Re: Use Hadoop-3.2 as a default Hadoop profile in 3.0.0?

Sean Owen Tue, 23 Jun 2020 20:06:03 -0700

So, we also release Spark binary distros with Hadoop 2.7, 3.2, and no
Hadoop -- all of the options. Picking one profile or the other to release
with pypi etc isn't more or less consistent with those releases, as all
exist.


Is this change only about the source code default, with no effect on
planned releases for 3.1.x, etc? I get that this affects what you get if
you build from source, but, the concern wasn't about that audience, but
what pypi users get, which does not change, right?
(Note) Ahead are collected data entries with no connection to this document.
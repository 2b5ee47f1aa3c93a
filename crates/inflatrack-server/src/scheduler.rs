//! Background dataset refresh
//!
//! Optional periodic refresh, enabled via environment variable:
//!
//! - `INFLATRACK_REFRESH_HOURS`: Interval in hours (e.g., "24" for daily)
//!
//! Without it the dataset is only re-fetched lazily, when a request finds the
//! cache entry stale.

use std::sync::Arc;
use std::time::Duration;

use tokio::time::interval;
use tracing::{error, info, warn};

use crate::AppState;

/// Configuration for scheduled refreshes
#[derive(Debug, Clone, PartialEq, Eq)]
pub struct RefreshScheduleConfig {
    /// Interval between refreshes in hours
    pub interval_hours: u64,
}

impl RefreshScheduleConfig {
    /// Parse configuration from environment variables
    ///
    /// Returns None if scheduling is not configured (INFLATRACK_REFRESH_HOURS not set)
    pub fn from_env() -> Option<Self> {
        Self::parse(std::env::var("INFLATRACK_REFRESH_HOURS").ok().as_deref())
    }

    fn parse(raw: Option<&str>) -> Option<Self> {
        let interval_hours: u64 = raw.and_then(|s| s.trim().parse().ok())?;

        if interval_hours == 0 {
            warn!("INFLATRACK_REFRESH_HOURS is 0, scheduled refresh disabled");
            return None;
        }

        Some(Self { interval_hours })
    }
}

/// Start the refresh scheduler as a background task
pub fn start_refresh_scheduler(state: Arc<AppState>, config: RefreshScheduleConfig) {
    info!(
        "Starting refresh scheduler: every {} hours",
        config.interval_hours
    );

    tokio::spawn(async move {
        let mut ticker = interval(Duration::from_secs(config.interval_hours * 3600));

        // Skip the first immediate tick; startup already loaded the data
        ticker.tick().await;

        loop {
            ticker.tick().await;

            info!("Running scheduled refresh...");

            match state.store.refresh().await {
                Ok(dataset) => {
                    info!("Scheduled refresh completed: {} records", dataset.len());
                }
                Err(e) => {
                    error!("Scheduled refresh failed: {}", e);
                }
            }
        }
    });
}
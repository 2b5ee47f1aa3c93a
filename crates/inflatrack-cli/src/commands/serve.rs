//! Server command implementation

use std::path::Path;
use std::sync::Arc;

use anyhow::{Context, Result};
use inflatrack_server::{AppState, ServerConfig};

use super::{load_config, open_source};

pub async fn cmd_serve(
    data: Option<&Path>,
    config_path: Option<&Path>,
    host: &str,
    port: u16,
    static_dir: Option<&Path>,
) -> Result<()> {
    let config = load_config(config_path)?;
    let reference = config
        .country_reference()
        .context("Failed to load country reference")?;
    let source = open_source(&config, data)?;
    let server = ServerConfig::from_env(&config);

    println!("🚀 Starting inflatrack web server...");
    println!("   Source: {}", source.name());
    println!("   Listening: http://{}:{}", host, port);
    println!("   Cache TTL: {}s", server.ttl.num_seconds());
    if let Some(dir) = static_dir {
        println!("   Static files: {}", dir.display());
    }
    if server.allowed_origins.is_empty() {
        println!("   🔒 CORS: same-origin only (set INFLATRACK_ALLOWED_ORIGINS to allow others)");
    } else {
        println!("   🌐 CORS: {}", server.allowed_origins.join(", "));
    }
    println!();

    let state = Arc::new(AppState::new(source, reference, config, server));
    let static_dir = static_dir.and_then(|d| d.to_str());

    inflatrack_server::serve(state, host, port, static_dir)
        .await
        .context("Server error")
}
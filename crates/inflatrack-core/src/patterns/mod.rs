//! Pattern analysis over country inflation trajectories
//!
//! Both analyses share one matrix construction step:
//!
//! - [`matrix`] - country × year matrix with gap filling
//! - [`cluster`] - seeded k-means over standardized columns
//! - [`similarity`] - cosine nearest-neighbour ranking
//!
//! ```rust,ignore
//! use inflatrack_core::patterns::{cluster, similar, KMeansOptions};
//!
//! let groups = cluster(&dataset, &reference, &KMeansOptions::default())?;
//! let peers = similar(&dataset, &reference, "Germany", 5)?;
//! ```

pub mod cluster;
pub mod matrix;
pub mod similarity;

pub use cluster::{cluster, cluster_matrix, profiles, KMeansOptions};
pub use matrix::TrajectoryMatrix;
pub use similarity::{cosine_similarity, similar, similar_in_matrix};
Although you could also say, why bother -- who cares what the default is --
I do think we need to be moving away from multiple Hadoop and Hive
profiles, and for the audience who this would impact at all, developers,
probably OK to start lightly pushing by changing defaults?

I can't feel strongly about it at this point; we're not debating changing
any mass-consumption artifacts. So, I'd not object to it either.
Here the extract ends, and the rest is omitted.